The way we work around this is to create your conda environment AFTER activating your proxy

module load apps/anaconda/3EnvCreation
conda create --name dl_35 python=3.7
module unload apps/anaconda/3EnvCreation

Then pick up the activate script in /home/apps/anaconda3/5.2.0/gnu/bin (/home/apps/anaconda3_2018/4.6.9/bin if you made your env while using apps/anaconda/3), and place that in your home folder, or somewhere accessible. To activate your environment, you can now directly call

source path/to/activate path/to/env

for example, I have activate in my scripts directory, so I’ll run

source scripts/activate .conda/envs/dl_35

and it’ll work, without loading any modules or without throwing errors that conda isn’t configured for your shell. Great!

The next task we come to is actually installing libraries on there.

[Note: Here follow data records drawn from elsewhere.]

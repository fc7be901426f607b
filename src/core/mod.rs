//! Core scalar types for the trading pipeline: fixed-point price/qty,
//! order identifiers, the fast clock, and the domain error types every
//! other module returns through `Result`.

pub mod clock;
pub mod errors;
pub mod types;

pub use clock::{Clock, FastClock, ManualClock};
pub use errors::{DecodeError, OverflowError, SequencerError};
pub use types::{
    OrdStatus, OrdType, OrderId, Price, PrecisionConfig, PositionSide, Qty, Side, Stp, TickerId,
    TimeInForce, PRICE_SCALE, QTY_SCALE, TICKER_ID_CAP,
};
//! Decoded market-data and execution-report payload types.

use crate::core::types::{OrdStatus, OrderId, PositionSide, Price, Qty, Side, TickerId};

/// Which ladder mutation (if any) a [`MarketData`] entry represents.
#[derive(Debug, Clone, Copy, PartialEq, Eq, Hash)]
pub enum MdType {
    Clear,
    Add,
    Modify,
    Cancel,
    Trade,
    BookTicker,
}

/// One level-update event.
#[derive(Debug, Clone, Copy, PartialEq)]
pub struct MarketData {
    pub kind: MdType,
    pub order_id: OrderId,
    pub ticker: TickerId,
    pub side: Side,
    pub price: Price,
    pub qty: Qty,
}

impl MarketData {
    pub fn clear(ticker: TickerId) -> Self {
        Self {
            kind: MdType::Clear,
            order_id: OrderId::default(),
            ticker,
            side: Side::Invalid,
            price: Price::default(),
            qty: Qty::default(),
        }
    }
}

/// Distinguishes the payload a [`MarketUpdateData`] carries. Sequence
/// numbers (`start_seq`/`end_seq`/`prev_end_seq`) only apply to
/// `DepthDiff`/`Snapshot`; other kinds carry the sentinel [`NO_SEQ`].
#[derive(Debug, Clone, Copy, PartialEq, Eq, Hash)]
pub enum MdKind {
    DepthDiff,
    Snapshot,
    Trade,
    BookTicker,
    ExchangeInfo,
}

/// Sentinel sequence value for update kinds that carry no sequence
/// numbers (trade, book-ticker, exchange-info).
pub const NO_SEQ: u64 = u64::MAX;

/// One decoded wire message: an ordered batch of [`MarketData`] entries
/// plus the sequencing envelope the sequencer needs.
#[derive(Debug, Clone)]
pub struct MarketUpdateData {
    pub kind: MdKind,
    pub start_seq: u64,
    pub end_seq: u64,
    pub prev_end_seq: u64,
    pub entries: Vec<MarketData>,
}

impl MarketUpdateData {
    pub fn depth_diff(
        start_seq: u64,
        end_seq: u64,
        prev_end_seq: u64,
        entries: Vec<MarketData>,
    ) -> Self {
        Self {
            kind: MdKind::DepthDiff,
            start_seq,
            end_seq,
            prev_end_seq,
            entries,
        }
    }

    pub fn snapshot(end_seq: u64, entries: Vec<MarketData>) -> Self {
        Self {
            kind: MdKind::Snapshot,
            start_seq: NO_SEQ,
            end_seq,
            prev_end_seq: NO_SEQ,
            entries,
        }
    }

    pub fn immediate(kind: MdKind, entries: Vec<MarketData>) -> Self {
        debug_assert!(matches!(
            kind,
            MdKind::Trade | MdKind::BookTicker | MdKind::ExchangeInfo
        ));
        Self {
            kind,
            start_seq: NO_SEQ,
            end_seq: NO_SEQ,
            prev_end_seq: NO_SEQ,
            entries,
        }
    }

    /// Depth-kind payloads participate in the continuity check; trade,
    /// book-ticker, and exchange-info are forwarded unconditionally.
    pub fn is_sequenced(&self) -> bool {
        matches!(self.kind, MdKind::DepthDiff | MdKind::Snapshot)
    }
}

/// Normalized execution report.
#[derive(Debug, Clone, Copy, PartialEq)]
pub struct ExecutionReport {
    pub client_order_id: OrderId,
    pub ticker: TickerId,
    pub side: Side,
    /// Spot venues report no position side; normalized to `Both`.
    pub position_side: PositionSide,
    pub status: OrdStatus,
    pub cum_qty: Qty,
    pub last_qty: Qty,
    pub leaves_qty: Qty,
    pub price: Price,
    pub is_maker: bool,
}

#[cfg(test)]
mod tests {
    use super::*;

    #[test]
    fn market_update_data_sequenced_flag_matches_kind() {
        let diff = MarketUpdateData::depth_diff(1, 5, 0, vec![]);
        assert!(diff.is_sequenced());

        let trade = MarketUpdateData::immediate(MdKind::Trade, vec![]);
        assert!(!trade.is_sequenced());
        assert_eq!(trade.end_seq, NO_SEQ);
    }

    #[test]
    fn clear_entry_carries_no_price_or_qty() {
        let clear = MarketData::clear(TickerId::new("BTCUSDT"));
        assert_eq!(clear.kind, MdType::Clear);
        assert_eq!(clear.price, Price::default());
    }
}
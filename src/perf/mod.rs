//! Performance-oriented primitives for the hot path.
//!
//! [`spsc`] is the single-producer/single-consumer queue that hands work
//! between the MD/OE transport threads and the trade engine; its fixed
//! backing array is already the bounded slab this crate needs, so there
//! is no separate object-pool layer in front of it.

pub mod spsc;

pub use spsc::SpscQueue;
//! Pending-request registry: a concurrent map the trade-engine thread
//! writes on every outbound request and the OE-read thread reads to
//! synthesize a reject report if the transport drops a request before
//! the venue ever sees it. The critical section on either side is a
//! single hash-slot write or erase, so a [`DashMap`] sharded lock is
//! enough — no channel, no broadcast.

use crate::core::types::{OrderId, PositionSide, Side, TickerId};
use dashmap::DashMap;
use std::sync::Arc;

#[derive(Debug, Clone, Copy)]
pub struct PendingRequest {
    pub ticker: TickerId,
    pub side: Side,
    pub position_side: PositionSide,
    pub submitted_ns: u64,
}

/// Cheap to clone: an `Arc` around the shared map.
#[derive(Clone, Default)]
pub struct PendingRequestRegistry {
    inner: Arc<DashMap<OrderId, PendingRequest>>,
}

impl PendingRequestRegistry {
    pub fn new() -> Self {
        Self::default()
    }

    pub fn insert(
        &self,
        cl_order_id: OrderId,
        ticker: TickerId,
        side: Side,
        position_side: PositionSide,
        submitted_ns: u64,
    ) {
        self.inner.insert(
            cl_order_id,
            PendingRequest {
                ticker,
                side,
                position_side,
                submitted_ns,
            },
        );
    }

    /// Called by the trade-engine thread once an execution report
    /// resolves the request (accepted or rejected by the venue).
    pub fn remove(&self, cl_order_id: OrderId) -> Option<PendingRequest> {
        self.inner.remove(&cl_order_id).map(|(_, v)| v)
    }

    /// Called by the OE-read thread: if the transport fails to deliver
    /// a request, it looks the id up here to synthesize a reject report
    /// carrying the right ticker/side instead of dropping it silently.
    pub fn get(&self, cl_order_id: OrderId) -> Option<PendingRequest> {
        self.inner.get(&cl_order_id).map(|entry| *entry.value())
    }

    pub fn len(&self) -> usize {
        self.inner.len()
    }

    pub fn is_empty(&self) -> bool {
        self.inner.is_empty()
    }
}

#[cfg(test)]
mod tests {
    use super::*;

    #[test]
    fn insert_then_remove_round_trips() {
        let registry = PendingRequestRegistry::new();
        let id = OrderId::from_nanos(1);
        registry.insert(id, TickerId::new("BTCUSDT"), Side::Buy, PositionSide::Both, 100);
        assert_eq!(registry.len(), 1);
        let entry = registry.get(id).unwrap();
        assert_eq!(entry.ticker, TickerId::new("BTCUSDT"));

        let removed = registry.remove(id).unwrap();
        assert_eq!(removed.side, Side::Buy);
        assert!(registry.is_empty());
    }

    #[test]
    fn remove_of_unknown_id_is_none() {
        let registry = PendingRequestRegistry::new();
        assert!(registry.remove(OrderId::from_nanos(99)).is_none());
    }
}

Most stuff is simple to install, and can be done via pip, except PyTorch. One major issue on HPC are the dated GPU’s: they have CUDA compute capability 3.5, and that’s not compatible with PyTorch, even though cudatoolkit 10 supports this CUDA compute version! The reason is that compiling PyTorch to so many platforms would increase the size of the resulting binary, and they wouldn’t be able to push the binaries to conda and pip archives.

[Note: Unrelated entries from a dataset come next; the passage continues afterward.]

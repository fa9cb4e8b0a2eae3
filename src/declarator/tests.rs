use super::*;
use crate::diagnostic::VecSink;
use crate::token::{Token, TokenKind};
use pretty_assertions::assert_eq;

/// A minimal [`ExprEvaluator`] for tests: every bound is the constant `10`.
struct ConstTen;

impl ExprEvaluator for ConstTen {
    fn parse_bound(&mut self, cursor: &mut TokenCursor) -> Result<ConstExpr> {
        cursor.bump(); // consume the single constant token
        Ok(ConstExpr::Constant(10))
    }

    fn parse_constant_expression(&mut self, cursor: &mut TokenCursor) -> Result<ConstExpr> {
        cursor.bump();
        Ok(ConstExpr::Constant(10))
    }
}

/// A minimal [`SpecifierParser`] for tests: recognizes `char`/`int` keyword
/// tokens and nothing else, since no test declares more elaborate
/// parameter types.
struct BasicSpecifiers;

impl SpecifierParser for BasicSpecifiers {
    fn parse_parameter_specifiers(
        &mut self,
        cursor: &mut TokenCursor,
        _arena: &mut TypeArena,
        _scope: &Scope,
        _sink: &mut dyn DiagnosticSink,
        _exprs: &mut dyn ExprEvaluator,
    ) -> Result<Type> {
        let specifier = match cursor.peek() {
            TokenKind::Keyword(Keyword::Char) => Specifier::Char,
            TokenKind::Keyword(Keyword::Void) => Specifier::Void,
            _ => Specifier::Int,
        };
        cursor.bump();
        Ok(Type::fundamental(specifier))
    }
}

fn ident(s: &str) -> Token {
    Token {
        kind: TokenKind::Identifier(s.into()),
        source_id: 0,
        start_offset: 0,
    }
}

fn punct(p: Punctuator) -> Token {
    Token {
        kind: TokenKind::Punctuator(p),
        source_id: 0,
        start_offset: 0,
    }
}

fn keyword(k: Keyword) -> Token {
    Token {
        kind: TokenKind::Keyword(k),
        source_id: 0,
        start_offset: 0,
    }
}

fn constant() -> Token {
    Token {
        kind: TokenKind::Constant,
        source_id: 0,
        start_offset: 0,
    }
}

struct Harness {
    arena: TypeArena,
    target: Target,
    scope: Scope,
    sink: VecSink,
    exprs: ConstTen,
    specifiers: BasicSpecifiers,
}

impl Harness {
    fn new() -> Self {
        Harness {
            arena: TypeArena::new(),
            target: Target::LINUX_X86_64,
            scope: Scope::new(),
            sink: VecSink::new(),
            exprs: ConstTen,
            specifiers: BasicSpecifiers,
        }
    }

    fn parse(&mut self, tokens: &[Token], base: Type) -> Result<Declarator> {
        let mut cursor = TokenCursor::new(tokens);
        parse_declarator(
            &mut cursor,
            base,
            &mut self.arena,
            &self.target,
            &self.scope,
            &mut self.sink,
            &mut self.exprs,
            &mut self.specifiers,
        )
    }

    fn dump(&self, ty: Type) -> String {
        crate::ty::dump(ty, &self.arena)
    }
}

#[test]
fn simple_identifier_is_the_base_type() {
    let mut h = Harness::new();
    // `x`
    let tokens = [ident("x")];
    let decl = h.parse(&tokens, Type::INT).unwrap();
    assert_eq!(h.dump(decl.ty), "int");
    assert!(!decl.is_function);
}

#[test]
fn pointer_declarator() {
    let mut h = Harness::new();
    // `*p`
    let tokens = [punct(Punctuator::Star), ident("p")];
    let decl = h.parse(&tokens, Type::INT).unwrap();
    assert_eq!(h.dump(decl.ty), "*int");
}

#[test]
fn const_pointer_to_int() {
    let mut h = Harness::new();
    // `*const p` (`int *const p;`)
    let tokens = [
        punct(Punctuator::Star),
        keyword(Keyword::Const),
        ident("p"),
    ];
    let decl = h.parse(&tokens, Type::INT).unwrap();
    assert_eq!(h.dump(decl.ty), "const *int");
}

#[test]
fn array_of_pointers() {
    let mut h = Harness::new();
    // `*a[10]`  (`int *a[10];` — array of 10 pointers to int)
    let tokens = [
        punct(Punctuator::Star),
        ident("a"),
        punct(Punctuator::LBracket),
        constant(),
        punct(Punctuator::RBracket),
    ];
    let decl = h.parse(&tokens, Type::INT).unwrap();
    assert_eq!(h.dump(decl.ty), "[10]*int");
    assert!(h.sink.0.is_empty());
}

#[test]
fn pointer_to_array_via_parens() {
    let mut h = Harness::new();
    // `(*a)[10]` (`int (*a)[10];` — pointer to array of 10 int)
    let tokens = [
        punct(Punctuator::LParen),
        punct(Punctuator::Star),
        ident("a"),
        punct(Punctuator::RParen),
        punct(Punctuator::LBracket),
        constant(),
        punct(Punctuator::RBracket),
    ];
    let decl = h.parse(&tokens, Type::INT).unwrap();
    assert_eq!(h.dump(decl.ty), "*[10]int");
}

#[test]
fn array_of_array_nests_left_to_right() {
    let mut h = Harness::new();
    // `a[10][10]` (`int a[10][10];` — array of 10 arrays of 10 int)
    let tokens = [
        ident("a"),
        punct(Punctuator::LBracket),
        constant(),
        punct(Punctuator::RBracket),
        punct(Punctuator::LBracket),
        constant(),
        punct(Punctuator::RBracket),
    ];
    let decl = h.parse(&tokens, Type::INT).unwrap();
    assert_eq!(h.dump(decl.ty), "[10][10]int");
}

#[test]
fn nested_static_array_bound_is_rejected() {
    let mut h = Harness::new();
    // `a[3][static 4]` — `static` only legal in the outermost dimension.
    let tokens = [
        ident("a"),
        punct(Punctuator::LBracket),
        constant(),
        punct(Punctuator::RBracket),
        punct(Punctuator::LBracket),
        keyword(Keyword::Static),
        constant(),
        punct(Punctuator::RBracket),
    ];
    let decl = h.parse(&tokens, Type::INT).unwrap();
    assert_eq!(h.dump(decl.ty), "[3][static 4]int");
    assert!(h.sink.has_tag(DiagnosticTag::ArrayQualifierNotOutermost));
}

#[test]
fn outermost_static_array_bound_is_accepted() {
    let mut h = Harness::new();
    // `a[static 4][3]` — `static` in the outermost dimension is fine.
    let tokens = [
        ident("a"),
        punct(Punctuator::LBracket),
        keyword(Keyword::Static),
        constant(),
        punct(Punctuator::RBracket),
        punct(Punctuator::LBracket),
        constant(),
        punct(Punctuator::RBracket),
    ];
    let decl = h.parse(&tokens, Type::INT).unwrap();
    assert!(!h.sink.has_tag(DiagnosticTag::ArrayQualifierNotOutermost));
    let _ = decl;
}

#[test]
fn function_returning_pointer() {
    let mut h = Harness::new();
    // `*f(void)` (`int *f(void);`)
    let tokens = [
        punct(Punctuator::Star),
        ident("f"),
        punct(Punctuator::LParen),
        keyword(Keyword::Void),
        punct(Punctuator::RParen),
    ];
    let decl = h.parse(&tokens, Type::INT).unwrap();
    assert_eq!(h.dump(decl.ty), "fn () *int");
    assert!(decl.is_function);
}

#[test]
fn array_of_pointers_to_function_taking_char() {
    let mut h = Harness::new();
    // `(*a[10])(char)` (`int (*a[10])(char);` — abstract parameter, no name)
    let tokens = [
        punct(Punctuator::LParen),
        punct(Punctuator::Star),
        ident("a"),
        punct(Punctuator::LBracket),
        constant(),
        punct(Punctuator::RBracket),
        punct(Punctuator::RParen),
        punct(Punctuator::LParen),
        keyword(Keyword::Char),
        punct(Punctuator::RParen),
    ];
    let decl = h.parse(&tokens, Type::INT).unwrap();
    assert_eq!(h.dump(decl.ty), "[10]*fn (char) int");
}

#[test]
fn abstract_declarator_has_no_name_token() {
    let mut h = Harness::new();
    // bare `*` as an abstract declarator (e.g. inside a cast)
    let tokens = [punct(Punctuator::Star)];
    let mut cursor = TokenCursor::new(&tokens);
    let decl = parse_abstract_declarator(
        &mut cursor,
        Type::INT,
        &mut h.arena,
        &h.target,
        &h.scope,
        &mut h.sink,
        &mut h.exprs,
        &mut h.specifiers,
    )
    .unwrap();
    assert_eq!(decl.name_token, 0);
    assert_eq!(h.dump(decl.ty), "*int");
}

#[test]
fn void_only_parameter_means_zero_parameters() {
    let mut h = Harness::new();
    // `f(void)`
    let tokens = [
        ident("f"),
        punct(Punctuator::LParen),
        keyword(Keyword::Void),
        punct(Punctuator::RParen),
    ];
    let decl = h.parse(&tokens, Type::INT).unwrap();
    match decl.ty.payload {
        crate::ty::Payload::Function(id) => {
            assert_eq!(h.arena.function(id).parameters.len(), 0);
        }
        _ => panic!("expected function payload"),
    }
}

#[test]
fn void_array_element_is_rejected() {
    let mut h = Harness::new();
    // `a[3]` with base type `void` (`void a[3];`)
    let tokens = [
        ident("a"),
        punct(Punctuator::LBracket),
        constant(),
        punct(Punctuator::RBracket),
    ];
    let decl = h.parse(&tokens, Type::fundamental(Specifier::Void)).unwrap();
    assert!(h.sink.has_tag(DiagnosticTag::InvalidArrayElement));
    let _ = decl;
}

#[test]
fn old_style_identifier_list_is_recorded() {
    let mut h = Harness::new();
    // `f(a, b)` — K&R old-style
    let tokens = [
        ident("f"),
        punct(Punctuator::LParen),
        ident("a"),
        punct(Punctuator::Comma),
        ident("b"),
        punct(Punctuator::RParen),
    ];
    let decl = h.parse(&tokens, Type::INT).unwrap();
    assert_eq!(decl.ty.specifier, Specifier::OldStyleFunc);
}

To work around this, you’ll have to install a version of PyTorch compiled for CUDA 3.5; Nelson Liu has fortunately compiled some binaries, and they’re great for getting PyTorch to work. Follow the instructions and download and install the binary for your python version only. The download itself is a bit large, so make sure you have enough bandwidth left on your proxy.

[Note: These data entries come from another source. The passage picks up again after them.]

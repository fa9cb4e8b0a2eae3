//! The token stream external interface (spec §6).
//!
//! The preprocessor is out of scope for this crate; it hands us an
//! immutable, already-expanded, indexed sequence of [`Token`]s. This module
//! only defines the shape of that sequence and a cursor for walking it with
//! one token of lookahead — it does not produce tokens itself.

use std::fmt;

/// Index of a token within a [`TokenStream`]. `0` is a valid index here
/// (unlike AST node indices, which reserve `0` as "invalid" — see
/// [`crate::ast`]).
pub type TokenId = u32;

/// A single lexical token.
#[derive(Debug, Clone, PartialEq)]
pub struct Token {
    pub kind: TokenKind,
    pub source_id: u32,
    pub start_offset: u32,
}

#[derive(Debug, Clone, PartialEq)]
pub enum TokenKind {
    Keyword(Keyword),
    Identifier(Box<str>),
    Punctuator(Punctuator),
    /// An integer/float/character constant. The core never inspects its
    /// value directly — array bounds, bitfield widths and `_Static_assert`
    /// predicates are handed to the external expression evaluator via
    /// [`crate::declarator::ConstExpr`].
    Constant,
    /// A string literal, lexeme included — this is the one token kind whose
    /// text the core itself interpolates into a diagnostic (the message
    /// argument of `_Static_assert`).
    StringLiteral(Box<str>),
    Eof,
}

impl fmt::Display for TokenKind {
    fn fmt(&self, f: &mut fmt::Formatter<'_>) -> fmt::Result {
        match self {
            TokenKind::Keyword(k) => write!(f, "{:?}", k),
            TokenKind::Identifier(s) => write!(f, "identifier '{}'", s),
            TokenKind::Punctuator(p) => write!(f, "'{}'", p.as_str()),
            TokenKind::Constant => write!(f, "constant"),
            TokenKind::StringLiteral(s) => write!(f, "string literal \"{}\"", s),
            TokenKind::Eof => write!(f, "end of input"),
        }
    }
}

#[derive(Debug, Clone, Copy, PartialEq, Eq)]
pub enum Keyword {
    Void,
    Bool,
    Char,
    Short,
    Int,
    Long,
    Float,
    Double,
    Signed,
    Unsigned,
    Complex,
    Struct,
    Union,
    Enum,
    Typedef,
    Extern,
    Static,
    Auto,
    Register,
    ThreadLocal,
    Inline,
    Noreturn,
    Const,
    Volatile,
    Restrict,
    Atomic,
    Alignas,
    StaticAssert,
}

#[derive(Debug, Clone, Copy, PartialEq, Eq)]
pub enum Punctuator {
    Star,
    LParen,
    RParen,
    LBracket,
    RBracket,
    LBrace,
    RBrace,
    Comma,
    Semicolon,
    Colon,
    Equal,
    Ellipsis,
}

impl Punctuator {
    pub fn as_str(self) -> &'static str {
        match self {
            Punctuator::Star => "*",
            Punctuator::LParen => "(",
            Punctuator::RParen => ")",
            Punctuator::LBracket => "[",
            Punctuator::RBracket => "]",
            Punctuator::LBrace => "{",
            Punctuator::RBrace => "}",
            Punctuator::Comma => ",",
            Punctuator::Semicolon => ";",
            Punctuator::Colon => ":",
            Punctuator::Equal => "=",
            Punctuator::Ellipsis => "...",
        }
    }
}

/// A cursor over an immutable token slice, with one token of lookahead.
///
/// Mirrors the single-threaded ownership model of spec §5: one parser
/// instance holds exactly one `TokenCursor` and advances it monotonically,
/// except during the bounded rewind used by parenthesized-declarator
/// backtracking (see [`crate::declarator`]).
#[derive(Debug, Clone)]
pub struct TokenCursor<'a> {
    tokens: &'a [Token],
    pos: usize,
}

impl<'a> TokenCursor<'a> {
    pub fn new(tokens: &'a [Token]) -> Self {
        TokenCursor { tokens, pos: 0 }
    }

    pub fn pos(&self) -> TokenId {
        self.pos as TokenId
    }

    pub fn set_pos(&mut self, pos: TokenId) {
        self.pos = pos as usize;
    }

    pub fn peek(&self) -> &TokenKind {
        self.tokens
            .get(self.pos)
            .map(|t| &t.kind)
            .unwrap_or(&TokenKind::Eof)
    }

    pub fn peek_at(&self, offset: usize) -> &TokenKind {
        self.tokens
            .get(self.pos + offset)
            .map(|t| &t.kind)
            .unwrap_or(&TokenKind::Eof)
    }

    pub fn bump(&mut self) -> TokenKind {
        let tok = self.peek().clone();
        if self.pos < self.tokens.len() {
            self.pos += 1;
        }
        tok
    }

    pub fn is_punct(&self, p: Punctuator) -> bool {
        matches!(self.peek(), TokenKind::Punctuator(q) if *q == p)
    }

    pub fn is_keyword(&self, k: Keyword) -> bool {
        matches!(self.peek(), TokenKind::Keyword(q) if *q == k)
    }

    pub fn eat_punct(&mut self, p: Punctuator) -> bool {
        if self.is_punct(p) {
            self.bump();
            true
        } else {
            false
        }
    }

    pub fn eat_keyword(&mut self, k: Keyword) -> bool {
        if self.is_keyword(k) {
            self.bump();
            true
        } else {
            false
        }
    }

    /// Tries to consume an identifier, returning its lexeme.
    pub fn eat_identifier(&mut self) -> Option<Box<str>> {
        if let TokenKind::Identifier(name) = self.peek().clone() {
            self.bump();
            Some(name)
        } else {
            None
        }
    }

    /// Tries to consume a string literal, returning its text.
    pub fn eat_string_literal(&mut self) -> Option<Box<str>> {
        if let TokenKind::StringLiteral(s) = self.peek().clone() {
            self.bump();
            Some(s)
        } else {
            None
        }
    }

    pub fn at_eof(&self) -> bool {
        matches!(self.peek(), TokenKind::Eof)
    }

    /// Looks up the lexeme of an identifier token by index, independent of
    /// the cursor's current position. Declarators carry only the token
    /// index (spec §6 "one token-index field"); callers that need the
    /// name text go through this.
    pub fn identifier_at(&self, id: TokenId) -> Option<&str> {
        match self.tokens.get(id as usize).map(|t| &t.kind) {
            Some(TokenKind::Identifier(name)) => Some(name),
            _ => None,
        }
    }
}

That covers most of what I did. I installed Jupyter, pandas, numpy, matplotlib, plotly, scikit-learn and the usual suspects on my virtual environment, along with some JupyterLab plugins and papermill, which is also what Kaggle uses to run their notebooks.

Any Good?

I would be working on GAN’s next semseter, so let’s see if we can get StyleGAN2 up and running on our setup

qsub scripts/nbserver.sh

This runs a jupyter server with 4 CPU’s, 1 GPU and 16G of memory for 2 hours; you can modify the parameters and runtime by downloading and customizing the script from here, but for now let’s continue. Once our server is up and running, we’ll get an email and we can check the output logs to get the URL for the server, and we’re good to go

jupyter on HPC

I’ve cloned the StyleGAN2 PyTorch implemenation, and downloaded the weights trained on FFHQ from here. Then made a notebook in the same directory and followed the examples

Let’s generate one image!

One image

Not too bad. Let’s do 10 now

Ten faces

What Next?

I still haven’t gotten around to synergising kaggle with HPC, but it looks very doable. Kaggle integrates with GitHub well: you can link your notebooks and commit to GitHub with each kaggle commit. Papermill can pass parameters to a cell that’s been tagged as ‘parameters’ using Jupyter. All I’ll have to do is commit to GitHub from Kaggle, open up the notebook on HPC and mark the cell as parameters (I’ll have the input and output directories here, along with some hyperparameters, and I can standardize this across all my scripts), and then run the notebook with Papermill.